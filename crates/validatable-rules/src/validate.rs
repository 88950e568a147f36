//! This module contains the built-in value validators backing the format rules.
//!
//! Each validator takes a [`crate::prelude::Value`] as input and returns whether the value
//! passes the check. Validators only accept the value types they understand: anything else
//! fails the check.

mod case;
mod charset;
mod email;
mod pattern;
mod web;

pub use self::case::{LowercaseValidator, UppercaseValidator};
pub use self::charset::{AlphaDashValidator, AlphaNumValidator, AlphaValidator};
pub use self::email::EmailValidator;
pub use self::pattern::PatternValidator;
pub use self::web::{UrlValidator, UuidValidator};
use crate::value::Value;

/// Trait for validating [`Value`]s.
pub trait Validate {
    /// Returns whether the given [`Value`] passes the check.
    fn validate(&self, value: &Value) -> bool;
}
use lazy_regex::{Lazy, Regex, lazy_regex};

use crate::prelude::{Validate, Value};

static EMAIL_REGEX: Lazy<Regex> =
    lazy_regex!(r"^[A-Za-z0-9]{1}[A-Za-z0-9._%+-]*@[A-Za-z0-9-]+(\.[A-Za-z0-9-]+)*\.[A-Za-z]{2,}$");

/// A validator for email addresses.
///
/// This validator checks if a given text value conforms to a standard email format.
///
/// # Examples
///
/// ```rust
/// use validatable_rules::prelude::{EmailValidator, Validate, Value};
///
/// let validator = EmailValidator;
/// assert!(validator.validate(&Value::from("developer2-test@gmail.com")));
/// assert!(!validator.validate(&Value::from("test.com")));
/// ```
pub struct EmailValidator;

impl Validate for EmailValidator {
    fn validate(&self, value: &Value) -> bool {
        let Value::Text(text) = value else {
            return false;
        };

        EMAIL_REGEX.is_match(text)
    }
}
//! This module contains the error message types produced by a [`crate::prelude::Validator`].
//!
//! - [`MessageBag`] collects the messages of failed rules, per field.
//! - [`CustomMessages`] and [`AttributeNames`] customize how messages are rendered.

mod bag;
mod custom;
mod template;

pub use self::bag::MessageBag;
pub use self::custom::{AttributeNames, CustomMessages};
pub(crate) use self::template::render;
//! Prelude exposes all the types for `validatable-model` crate, along with the ones of
//! `validatable-rules` needed to declare rules.

pub use validatable_rules::prelude::*;

pub use crate::error::{ValidationError, ValidationFailed, ValidationResult};
pub use crate::state::{ValidationState, ValidationStatus};
pub use crate::validatable::{FailureMode, Validatable};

━━━━━━━━━━━━━━━━

§ **Work request**:
The full listing is to be restated word for word.

§ **Finished task**:
filename crates/validatable-rules/src/validate.rs
repository 88950e568a147f36
//! This module contains the built-in value validators backing the format rules.
//!
//! Each validator takes a [`crate::prelude::Value`] as input and returns whether the value
//! passes the check. Validators only accept the value types they understand: anything else
//! fails the check.

mod case;
mod charset;
mod email;
mod pattern;
mod web;

pub use self::case::{LowercaseValidator, UppercaseValidator};
pub use self::charset::{AlphaDashValidator, AlphaNumValidator, AlphaValidator};
pub use self::email::EmailValidator;
pub use self::pattern::PatternValidator;
pub use self::web::{UrlValidator, UuidValidator};
use crate::value::Value;

/// Trait for validating [`Value`]s.
pub trait Validate {
    /// Returns whether the given [`Value`] passes the check.
    fn validate(&self, value: &Value) -> bool;
}
use lazy_regex::{Lazy, Regex, lazy_regex};

use crate::prelude::{Validate, Value};

static EMAIL_REGEX: Lazy<Regex> =
    lazy_regex!(r"^[A-Za-z0-9]{1}[A-Za-z0-9._%+-]*@[A-Za-z0-9-]+(\.[A-Za-z0-9-]+)*\.[A-Za-z]{2,}$");

/// A validator for email addresses.
///
/// This validator checks if a given text value conforms to a standard email format.
///
/// # Examples
///
/// ```rust
/// use validatable_rules::prelude::{EmailValidator, Validate, Value};
///
/// let validator = EmailValidator;
/// assert!(validator.validate(&Value::from("developer2-test@gmail.com")));
/// assert!(!validator.validate(&Value::from("test.com")));
/// ```
pub struct EmailValidator;

impl Validate for EmailValidator {
    fn validate(&self, value: &Value) -> bool {
        let Value::Text(text) = value else {
            return false;
        };

        EMAIL_REGEX.is_match(text)
    }
}
//! This module contains the error message types produced by a [`crate::prelude::Validator`].
//!
//! - [`MessageBag`] collects the messages of failed rules, per field.
//! - [`CustomMessages`] and [`AttributeNames`] customize how messages are rendered.

mod bag;
mod custom;
mod template;

pub use self::bag::MessageBag;
pub use self::custom::{AttributeNames, CustomMessages};
pub(crate) use self::template::render;
//! Prelude exposes all the types for `validatable-model` crate, along with the ones of
//! `validatable-rules` needed to declare rules.

pub use validatable_rules::prelude::*;

pub use crate::error::{ValidationError, ValidationFailed, ValidationResult};
pub use crate::state::{ValidationState, ValidationStatus};
pub use crate::validatable::{FailureMode, Validatable};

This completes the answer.